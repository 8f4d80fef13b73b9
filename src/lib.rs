//! # Stockwidget Library
//!
//! Inventory home-screen widget support: turns the snapshot the app persists
//! into the two text fields the widget shows.
//!
//! ## Architecture
//!
//! - **Core**: `snapshot` parses an optional raw snapshot into a `DisplayState`.
//!   It is pure and total: absent or malformed data degrades to placeholders.
//! - **Storage**: `store` holds the key/value preference store and the app-side
//!   write path for widget counters.
//! - **Host**: `widget` drives refreshes per widget instance and hands views to
//!   a renderer.
//! - **Configuration**: `config` for TOML-based settings.
//! - **Commands**: `commands` for the CLI subcommands (refresh, show, update, clear).
//! - **Infrastructure**: argument parsing, logging, shared constants.

// Import macros from logger module for use in all submodules
#[macro_use]
pub mod logger;

pub mod args;
pub mod commands;
pub mod common;
pub mod config;
pub mod snapshot;
pub mod store;
pub mod widget;

pub use snapshot::{DisplayState, parse};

Exercise objective
Retype exactly the span of lines from the one with "the app persists" through the one with "logging, shared constants."; include both ends and omit the rest of the material.

Answer to this task
//! Inventory home-screen widget support: turns the snapshot the app persists
//! into the two text fields the widget shows.
//!
//! ## Architecture
//!
//! - **Core**: `snapshot` parses an optional raw snapshot into a `DisplayState`.
//!   It is pure and total: absent or malformed data degrades to placeholders.
//! - **Storage**: `store` holds the key/value preference store and the app-side
//!   write path for widget counters.
//! - **Host**: `widget` drives refreshes per widget instance and hands views to
//!   a renderer.
//! - **Configuration**: `config` for TOML-based settings.
//! - **Commands**: `commands` for the CLI subcommands (refresh, show, update, clear).
//! - **Infrastructure**: argument parsing, logging, shared constants.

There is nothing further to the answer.